» **TASK TO CARRY OUT**
With the string "RwLock" as the filter, copy each matching line from the records.

--- START ---

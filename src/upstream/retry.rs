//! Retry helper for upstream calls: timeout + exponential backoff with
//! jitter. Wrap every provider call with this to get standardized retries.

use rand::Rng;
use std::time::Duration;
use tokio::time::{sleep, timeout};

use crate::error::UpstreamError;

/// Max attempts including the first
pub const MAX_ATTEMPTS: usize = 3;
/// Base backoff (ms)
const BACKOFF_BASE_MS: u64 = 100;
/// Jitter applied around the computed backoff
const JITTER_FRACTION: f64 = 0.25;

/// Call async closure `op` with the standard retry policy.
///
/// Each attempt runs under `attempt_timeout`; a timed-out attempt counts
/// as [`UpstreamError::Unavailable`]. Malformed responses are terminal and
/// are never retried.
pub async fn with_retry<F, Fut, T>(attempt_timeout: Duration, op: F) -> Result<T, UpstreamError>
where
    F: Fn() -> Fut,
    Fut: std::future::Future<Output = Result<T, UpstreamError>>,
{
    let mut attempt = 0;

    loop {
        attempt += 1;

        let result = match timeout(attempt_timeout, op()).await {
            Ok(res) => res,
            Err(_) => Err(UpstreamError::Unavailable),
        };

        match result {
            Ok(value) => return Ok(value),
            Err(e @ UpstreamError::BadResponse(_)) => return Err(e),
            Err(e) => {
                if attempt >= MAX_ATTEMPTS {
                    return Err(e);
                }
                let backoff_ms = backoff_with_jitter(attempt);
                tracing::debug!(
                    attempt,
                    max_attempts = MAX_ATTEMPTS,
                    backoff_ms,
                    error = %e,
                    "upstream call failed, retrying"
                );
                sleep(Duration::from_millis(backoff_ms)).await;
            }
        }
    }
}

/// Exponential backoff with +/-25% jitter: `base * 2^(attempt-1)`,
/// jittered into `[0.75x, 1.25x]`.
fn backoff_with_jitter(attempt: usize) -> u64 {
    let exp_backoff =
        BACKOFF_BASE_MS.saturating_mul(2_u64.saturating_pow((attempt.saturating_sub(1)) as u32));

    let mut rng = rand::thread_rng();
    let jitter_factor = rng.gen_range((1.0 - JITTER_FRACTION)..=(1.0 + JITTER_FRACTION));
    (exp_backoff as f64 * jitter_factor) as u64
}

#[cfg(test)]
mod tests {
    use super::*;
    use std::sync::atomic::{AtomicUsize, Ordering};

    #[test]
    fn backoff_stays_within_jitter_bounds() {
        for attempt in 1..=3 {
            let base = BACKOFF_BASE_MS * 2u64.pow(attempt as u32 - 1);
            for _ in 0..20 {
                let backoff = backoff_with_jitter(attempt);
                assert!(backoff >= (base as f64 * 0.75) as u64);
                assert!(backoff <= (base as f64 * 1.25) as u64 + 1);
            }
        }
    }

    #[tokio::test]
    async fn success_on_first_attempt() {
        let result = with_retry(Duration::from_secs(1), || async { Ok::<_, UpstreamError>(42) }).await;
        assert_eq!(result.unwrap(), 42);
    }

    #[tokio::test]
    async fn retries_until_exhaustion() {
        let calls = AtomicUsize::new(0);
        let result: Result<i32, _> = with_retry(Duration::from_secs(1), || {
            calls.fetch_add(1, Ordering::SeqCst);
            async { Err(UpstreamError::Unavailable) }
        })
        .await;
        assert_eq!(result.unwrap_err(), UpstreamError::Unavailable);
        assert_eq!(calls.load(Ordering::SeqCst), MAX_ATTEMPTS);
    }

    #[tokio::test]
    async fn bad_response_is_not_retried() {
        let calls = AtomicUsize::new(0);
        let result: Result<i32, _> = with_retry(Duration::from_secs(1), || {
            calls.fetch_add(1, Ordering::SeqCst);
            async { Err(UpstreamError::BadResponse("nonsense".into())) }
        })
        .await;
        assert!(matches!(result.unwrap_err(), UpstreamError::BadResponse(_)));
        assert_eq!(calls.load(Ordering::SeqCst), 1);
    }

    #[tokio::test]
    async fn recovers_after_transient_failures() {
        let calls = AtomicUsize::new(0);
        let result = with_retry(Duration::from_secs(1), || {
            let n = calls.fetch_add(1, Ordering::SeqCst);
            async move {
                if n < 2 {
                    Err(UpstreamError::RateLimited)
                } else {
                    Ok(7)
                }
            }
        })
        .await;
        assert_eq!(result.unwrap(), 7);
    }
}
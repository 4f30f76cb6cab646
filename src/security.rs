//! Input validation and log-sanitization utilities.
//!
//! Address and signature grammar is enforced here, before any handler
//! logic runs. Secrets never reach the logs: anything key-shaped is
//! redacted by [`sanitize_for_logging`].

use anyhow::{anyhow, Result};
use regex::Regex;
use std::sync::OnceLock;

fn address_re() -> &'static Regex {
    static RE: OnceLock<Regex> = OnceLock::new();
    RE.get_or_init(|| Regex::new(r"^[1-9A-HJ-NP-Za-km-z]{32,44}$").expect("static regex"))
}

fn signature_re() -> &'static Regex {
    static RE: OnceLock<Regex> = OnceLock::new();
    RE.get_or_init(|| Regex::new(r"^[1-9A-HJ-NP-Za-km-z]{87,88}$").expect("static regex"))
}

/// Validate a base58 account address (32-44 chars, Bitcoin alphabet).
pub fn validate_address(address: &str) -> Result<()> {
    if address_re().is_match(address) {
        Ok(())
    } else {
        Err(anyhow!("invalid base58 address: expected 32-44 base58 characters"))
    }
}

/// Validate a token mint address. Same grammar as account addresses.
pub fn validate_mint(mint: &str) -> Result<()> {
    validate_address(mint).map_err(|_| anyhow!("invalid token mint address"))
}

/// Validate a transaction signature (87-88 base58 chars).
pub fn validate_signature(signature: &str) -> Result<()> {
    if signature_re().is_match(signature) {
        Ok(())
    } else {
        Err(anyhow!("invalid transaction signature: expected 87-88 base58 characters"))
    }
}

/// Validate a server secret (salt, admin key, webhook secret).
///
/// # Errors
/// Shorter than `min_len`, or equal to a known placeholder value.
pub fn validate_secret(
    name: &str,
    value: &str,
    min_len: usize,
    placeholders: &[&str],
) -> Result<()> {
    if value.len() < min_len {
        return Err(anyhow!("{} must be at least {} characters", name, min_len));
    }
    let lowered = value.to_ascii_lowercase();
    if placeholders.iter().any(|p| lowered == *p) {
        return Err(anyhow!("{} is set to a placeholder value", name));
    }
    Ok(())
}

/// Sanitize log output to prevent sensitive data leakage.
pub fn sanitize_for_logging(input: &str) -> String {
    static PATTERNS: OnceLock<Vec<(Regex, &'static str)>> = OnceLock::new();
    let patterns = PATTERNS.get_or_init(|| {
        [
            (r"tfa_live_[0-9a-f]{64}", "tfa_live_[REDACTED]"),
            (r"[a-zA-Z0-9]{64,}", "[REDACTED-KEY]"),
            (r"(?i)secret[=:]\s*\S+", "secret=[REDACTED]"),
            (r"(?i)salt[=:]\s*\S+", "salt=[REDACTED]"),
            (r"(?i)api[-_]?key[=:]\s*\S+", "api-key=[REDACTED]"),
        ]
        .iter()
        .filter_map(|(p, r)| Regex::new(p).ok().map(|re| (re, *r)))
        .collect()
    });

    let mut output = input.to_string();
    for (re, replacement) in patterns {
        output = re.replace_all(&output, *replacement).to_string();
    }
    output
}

--- END ---
--- START ---

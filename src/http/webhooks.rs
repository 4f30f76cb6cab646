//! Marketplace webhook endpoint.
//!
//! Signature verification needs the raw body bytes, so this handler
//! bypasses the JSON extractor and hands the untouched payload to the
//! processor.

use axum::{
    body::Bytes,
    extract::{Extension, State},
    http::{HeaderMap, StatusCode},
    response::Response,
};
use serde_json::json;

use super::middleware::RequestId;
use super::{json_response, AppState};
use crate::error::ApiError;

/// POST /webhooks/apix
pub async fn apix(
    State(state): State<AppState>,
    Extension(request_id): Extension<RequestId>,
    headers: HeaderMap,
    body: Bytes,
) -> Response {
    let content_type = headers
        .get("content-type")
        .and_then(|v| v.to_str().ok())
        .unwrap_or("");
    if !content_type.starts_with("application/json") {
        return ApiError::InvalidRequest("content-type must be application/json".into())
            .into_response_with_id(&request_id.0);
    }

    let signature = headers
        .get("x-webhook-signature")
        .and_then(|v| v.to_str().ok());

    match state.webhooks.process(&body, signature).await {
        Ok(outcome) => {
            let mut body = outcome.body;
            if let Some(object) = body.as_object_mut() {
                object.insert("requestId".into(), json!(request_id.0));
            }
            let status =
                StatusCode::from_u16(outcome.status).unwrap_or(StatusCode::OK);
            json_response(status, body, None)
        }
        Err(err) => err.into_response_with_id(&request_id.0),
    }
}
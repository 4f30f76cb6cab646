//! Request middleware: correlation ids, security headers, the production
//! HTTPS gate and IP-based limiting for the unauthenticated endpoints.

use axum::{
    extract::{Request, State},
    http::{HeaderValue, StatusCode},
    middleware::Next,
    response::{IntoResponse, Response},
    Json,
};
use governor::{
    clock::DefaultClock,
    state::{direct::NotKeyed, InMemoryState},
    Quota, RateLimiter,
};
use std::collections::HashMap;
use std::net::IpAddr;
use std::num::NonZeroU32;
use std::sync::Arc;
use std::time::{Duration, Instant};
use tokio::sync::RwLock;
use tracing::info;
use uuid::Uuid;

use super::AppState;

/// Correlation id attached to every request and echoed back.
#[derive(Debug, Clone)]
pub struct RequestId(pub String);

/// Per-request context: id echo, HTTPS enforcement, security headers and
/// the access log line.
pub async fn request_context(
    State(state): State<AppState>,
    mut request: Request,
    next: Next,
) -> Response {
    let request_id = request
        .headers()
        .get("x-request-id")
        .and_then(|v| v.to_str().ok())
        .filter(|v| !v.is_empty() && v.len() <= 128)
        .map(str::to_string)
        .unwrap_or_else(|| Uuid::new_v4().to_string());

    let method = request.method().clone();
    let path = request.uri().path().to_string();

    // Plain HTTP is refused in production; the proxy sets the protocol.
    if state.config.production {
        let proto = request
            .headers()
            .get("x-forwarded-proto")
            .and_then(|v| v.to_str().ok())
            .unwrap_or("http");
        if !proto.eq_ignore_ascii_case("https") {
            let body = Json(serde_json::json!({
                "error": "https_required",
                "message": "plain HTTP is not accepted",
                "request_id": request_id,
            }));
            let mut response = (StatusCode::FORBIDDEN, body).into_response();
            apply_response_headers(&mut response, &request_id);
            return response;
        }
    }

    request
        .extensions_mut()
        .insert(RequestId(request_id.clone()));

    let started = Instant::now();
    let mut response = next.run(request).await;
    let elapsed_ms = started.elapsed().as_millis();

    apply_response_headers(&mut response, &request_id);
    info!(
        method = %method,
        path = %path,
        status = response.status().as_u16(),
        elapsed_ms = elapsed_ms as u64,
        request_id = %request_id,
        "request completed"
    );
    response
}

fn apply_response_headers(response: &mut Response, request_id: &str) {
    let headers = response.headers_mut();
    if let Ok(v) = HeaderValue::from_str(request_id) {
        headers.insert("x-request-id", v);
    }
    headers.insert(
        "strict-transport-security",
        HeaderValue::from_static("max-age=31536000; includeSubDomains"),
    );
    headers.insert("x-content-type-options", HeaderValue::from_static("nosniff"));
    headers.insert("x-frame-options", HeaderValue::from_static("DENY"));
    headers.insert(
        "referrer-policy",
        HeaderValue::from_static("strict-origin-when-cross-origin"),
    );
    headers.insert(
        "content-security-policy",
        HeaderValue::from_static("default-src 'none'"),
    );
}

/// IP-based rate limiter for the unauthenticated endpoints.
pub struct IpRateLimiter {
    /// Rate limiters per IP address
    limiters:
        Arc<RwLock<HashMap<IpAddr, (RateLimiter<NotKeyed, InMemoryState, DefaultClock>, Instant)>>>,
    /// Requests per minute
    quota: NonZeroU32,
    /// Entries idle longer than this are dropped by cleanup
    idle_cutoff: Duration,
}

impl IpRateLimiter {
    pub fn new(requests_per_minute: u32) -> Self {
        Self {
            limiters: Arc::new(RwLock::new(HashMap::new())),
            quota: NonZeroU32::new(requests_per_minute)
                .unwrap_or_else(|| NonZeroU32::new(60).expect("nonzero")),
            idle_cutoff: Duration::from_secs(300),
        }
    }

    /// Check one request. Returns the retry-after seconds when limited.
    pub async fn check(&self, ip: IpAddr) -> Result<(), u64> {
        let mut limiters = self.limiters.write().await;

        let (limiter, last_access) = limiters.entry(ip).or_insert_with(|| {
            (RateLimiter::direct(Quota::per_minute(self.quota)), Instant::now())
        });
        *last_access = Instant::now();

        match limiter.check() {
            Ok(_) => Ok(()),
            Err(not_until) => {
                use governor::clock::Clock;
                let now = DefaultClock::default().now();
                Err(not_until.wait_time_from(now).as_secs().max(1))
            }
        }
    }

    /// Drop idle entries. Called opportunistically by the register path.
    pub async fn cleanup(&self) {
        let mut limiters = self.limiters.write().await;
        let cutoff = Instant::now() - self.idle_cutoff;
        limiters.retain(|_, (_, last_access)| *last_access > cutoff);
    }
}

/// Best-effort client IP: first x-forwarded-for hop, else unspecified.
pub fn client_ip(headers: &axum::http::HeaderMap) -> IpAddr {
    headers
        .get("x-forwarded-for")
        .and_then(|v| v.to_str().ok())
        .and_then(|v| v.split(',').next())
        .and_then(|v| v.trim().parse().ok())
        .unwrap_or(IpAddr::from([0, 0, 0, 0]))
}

--- END ---

» **RESPONSE TO THE TASK**
use tokio::sync::RwLock;
        Arc<RwLock<HashMap<IpAddr, (RateLimiter<NotKeyed, InMemoryState, DefaultClock>, Instant)>>>,
            limiters: Arc::new(RwLock::new(HashMap::new())),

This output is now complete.